Input: nums = [2, 2, 3, 3, 3, 4]
Output: 9
Explanation: 
Delete 3 to earn 3 points, deleting both 2's and the 4.
Then, delete 3 again to earn 3 points, and 3 again to earn 3 points.
9 total points are earned.

Note:

• The length of nums is at most 20000.
• Each element nums[i] is an integer in the range [1, 10000].

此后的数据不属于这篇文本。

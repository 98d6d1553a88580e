//! Sealed marker for [`Transport`](super::Transport) implementations.

pub(crate) mod private {
    /// Implemented only inside this crate, so every transport applies the
    /// same URL, path and header checks.
    pub trait Sealed {}
}
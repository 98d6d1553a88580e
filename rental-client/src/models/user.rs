//! Users and roles.

use chrono::NaiveDate;
use serde::{Deserialize, Serialize};

use super::{RoleId, UserId, dates};

/// A user role (client, administrator, ...).
#[derive(Debug, Clone, PartialEq, Eq, Serialize, Deserialize)]
pub struct Role {
    /// Role identifier.
    pub id_rol: RoleId,
    /// Role name.
    pub nombre_rol: String,
}

/// A platform user.
#[derive(Debug, Clone, PartialEq, Eq, Serialize, Deserialize)]
pub struct User {
    /// User identifier.
    pub id_usuario: UserId,
    /// Full name.
    pub nombres: String,
    /// Email address.
    pub email: String,
    /// Phone number.
    #[serde(default)]
    pub telefono: Option<String>,
    /// National identity document number.
    #[serde(default)]
    pub dui: Option<String>,
    /// Registration date.
    #[serde(default, with = "dates::option_date")]
    pub fecha_registro: Option<NaiveDate>,
    /// Role reference.
    #[serde(default)]
    pub id_rol: Option<RoleId>,
    /// Embedded role.
    #[serde(default, skip_serializing_if = "Option::is_none")]
    pub rol: Option<Role>,
}

impl User {
    /// Role name, when the role is embedded.
    #[must_use]
    pub fn role_name(&self) -> Option<&str> {
        self.rol.as_ref().map(|r| r.nombre_rol.as_str())
    }
}

#[cfg(test)]
mod tests {
    use super::*;

    #[test]
    fn test_user_with_embedded_role() {
        let json = r#"{
            "id_usuario": 4,
            "nombres": "Ana López",
            "email": "ana@example.com",
            "telefono": "5551234567",
            "dui": null,
            "fecha_registro": "2025-03-02",
            "id_rol": 2,
            "rol": {"id_rol": 2, "nombre_rol": "Cliente"}
        }"#;
        let user: User = serde_json::from_str(json).unwrap();
        assert_eq!(user.id_usuario, UserId::new(4));
        assert_eq!(user.role_name(), Some("Cliente"));
        assert!(user.dui.is_none());
    }
}
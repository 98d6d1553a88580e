//! Recording transport for tests.

use std::{
    collections::VecDeque,
    sync::{Arc, Mutex},
};

use serde_json::Value;

use crate::{
    api::envelope::extract_error_message,
    error::{RentalError, Result},
    transport::{HttpMethod, RequestContext, Transport, TransportResponse, sealed},
};

/// One request seen by [`MockTransport`].
#[derive(Debug, Clone)]
pub(crate) struct RecordedCall {
    pub method: HttpMethod,
    pub path: String,
    pub bearer_token: Option<String>,
    pub body: Option<Value>,
}

/// Transport that records every request and answers from a queue.
///
/// Responses are consumed in order. Non-2xx statuses become
/// [`RentalError::Api`] exactly as [`HttpTransport`](super::HttpTransport) does.
/// An empty queue answers with a 503.
#[derive(Debug, Clone, Default)]
pub(crate) struct MockTransport {
    calls: Arc<Mutex<Vec<RecordedCall>>>,
    responses: Arc<Mutex<VecDeque<Result<TransportResponse>>>>,
}

impl sealed::private::Sealed for MockTransport {}

impl MockTransport {
    pub(crate) fn new() -> Self {
        Self::default()
    }

    /// Queues a JSON response with the given status.
    pub(crate) fn respond(&self, status: u16, body: Value) -> &Self {
        let body = body.to_string().into_bytes();
        let response = if (200..300).contains(&status) {
            Ok(TransportResponse { status, body })
        } else {
            Err(RentalError::Api { status, message: extract_error_message(&body) })
        };
        self.responses.lock().unwrap().push_back(response);
        self
    }

    /// Queues a transport-level failure.
    pub(crate) fn fail(&self, error: RentalError) -> &Self {
        self.responses.lock().unwrap().push_back(Err(error));
        self
    }

    pub(crate) fn calls(&self) -> Vec<RecordedCall> {
        self.calls.lock().unwrap().clone()
    }

    pub(crate) fn call_count(&self) -> usize {
        self.calls.lock().unwrap().len()
    }

    /// Calls matching a method and path.
    pub(crate) fn calls_to(&self, method: HttpMethod, path: &str) -> Vec<RecordedCall> {
        self.calls().into_iter().filter(|c| c.method == method && c.path == path).collect()
    }

    fn record(
        &self,
        method: HttpMethod,
        ctx: &RequestContext<'_>,
        body: Option<&[u8]>,
    ) -> Result<TransportResponse> {
        self.calls.lock().unwrap().push(RecordedCall {
            method,
            path: ctx.path.to_owned(),
            bearer_token: ctx.bearer_token.map(str::to_owned),
            body: body.and_then(|b| serde_json::from_slice(b).ok()),
        });
        self.responses.lock().unwrap().pop_front().unwrap_or(Err(RentalError::Api {
            status: 503,
            message: Some("no queued response".to_owned()),
        }))
    }
}

impl Transport for MockTransport {
    async fn get<'a>(&'a self, ctx: RequestContext<'a>) -> Result<TransportResponse> {
        self.record(HttpMethod::Get, &ctx, None)
    }

    async fn post<'a>(
        &'a self,
        ctx: RequestContext<'a>,
        body: &'a [u8],
    ) -> Result<TransportResponse> {
        self.record(HttpMethod::Post, &ctx, Some(body))
    }

    async fn put<'a>(&'a self, ctx: RequestContext<'a>, body: &'a [u8]) -> Result<TransportResponse> {
        self.record(HttpMethod::Put, &ctx, Some(body))
    }

    async fn patch<'a>(
        &'a self,
        ctx: RequestContext<'a>,
        body: &'a [u8],
    ) -> Result<TransportResponse> {
        self.record(HttpMethod::Patch, &ctx, Some(body))
    }

    fn protocol_name(&self) -> &'static str {
        "mock"
    }
}
//! Subscription purchase workflow.
//!
//! Plan purchase creates a subscription and then its payment, two requests
//! with no server-side transaction between them. [`SubscriptionWorkflow`]
//! sequences them, detects subscriptions left without a payment, and offers an
//! explicit payment retry instead of a second purchase.
//!
//! # Examples
//!
//! ```rust,no_run
//! use rental_client::{
//!     api::RentalApi,
//!     config::ClientConfig,
//!     session::Session,
//!     workflow::{CardDetails, SubscriptionWorkflow},
//! };
//!
//! # async fn example(session: Session) -> rental_client::error::Result<()> {
//! let api = RentalApi::from_config(&ClientConfig::default())?;
//! let mut workflow = SubscriptionWorkflow::new(api, session);
//! workflow.load().await?;
//!
//! let plan = workflow.plans().plans()[0].clone();
//! let card = CardDetails::new("Ana López", "4111 1111 1111 1111", "12/27", "123");
//! workflow.subscribe(&plan, &card).await?;
//!
//! if let Some(banner) = workflow.active_banner() {
//!     println!("{}: {:?}", banner.title, banner.plan_name);
//! }
//! # Ok(())
//! # }
//! ```

mod card;
mod period;
mod saga;

pub use card::CardDetails;
pub use period::{BillingWindow, Clock, FixedClock, SystemClock};
pub use saga::{
    ACTIVE_BANNER_TITLE, ActiveBanner, CurrentSubscription, DEACTIVATED_MESSAGE,
    PAYMENT_UNVERIFIED_MESSAGE, PlansState, RESERVATION_DATES_MESSAGE, RESERVED_MESSAGE,
    SUBSCRIBED_MESSAGE, SubscriptionState, SubscriptionWorkflow,
};

#[cfg(test)]
mod tests {
    mod proptest_workflow;
    mod scenarios;
}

大致看下来，难点在于如何解决不加相邻的数字进去。因为这一题思路可以采取之前小偷偷房子，相邻房子不偷的思路，但是区别在于，这道题给出的的nums 里两个index相邻的数，值不一定是相邻的如[2,3,100]：2，3 index相邻值也相邻，但3，100虽然index相邻但值不相邻。所以我首先想到的是把不相邻的用0填满就可以了。即mem[i]记录值为i的数字总和（同一个数出现不止一次）, 在nums里的值就为 值 * 出现次数，不在就为0。不用字典，counter什么的，是因为他们的key是无序的，而这里我需要一个有序的方便从小到大遍历的list。且list的get item时间复杂度O(1)，跟字典一模样。但这样的坏处也很明显，空间占用太大，不过对于这题nums[i] is an integer in the range [1, 10000]就还好。

1. list 填充0

class Solution:
    def deleteAndEarn(self, nums: List[int]) -> int:
        if not nums: return 0
        
        # initialize mem to record total point for each n in nums
        mem = [0] * (max(nums) + 1)
        for n in nums:
            mem[n] += n
        
        dp = [0] * len(mem)
        dp[0] = mem[0]
        dp[1] = mem[1]
        for i in range(2, len(dp)):
            dp[i] = max(dp[i-2] + mem[i], dp[i-1])
        return dp[-1]

n is the maximum number in the nums

Time complexity: O(n)

Space complexity: O(n)

2. 改良版

   通过写出上面的一维dp array，我们也可以发现，唯一需要用到的信息只集中于当前位置的前两格（dp[i-1], dp[i-2]）再久远的信息根本用不上，所以说根据之前动态规划的想法，我们完全可以把一维矩阵退化为两个变量（take，skip）去记录动态规划信息，正好也解决了空间复杂度的问题

class Solution:
    def deleteAndEarn(self, nums: List[int]) -> int:
        if not nums: return 0
        
        mem = [0] * (max(nums) + 1)
        for n in nums:
            mem[n] += n
        dp = [0] * len(mem)
        
        take, skip = mem[0], mem[1]
        # dp[0] = mem[0]
        # dp[1] = mem[1]
        
        for i in range(2, len(dp)):
            take, skip = skip, max(take + mem[i], skip)
            # dp[i] = max(dp[i-2] + mem[i], dp[i-1])
        return max(take, skip)

跑完以后发现，对于空间复杂度并没有改善多少。思索了一下可能还是因为mem太暴力了。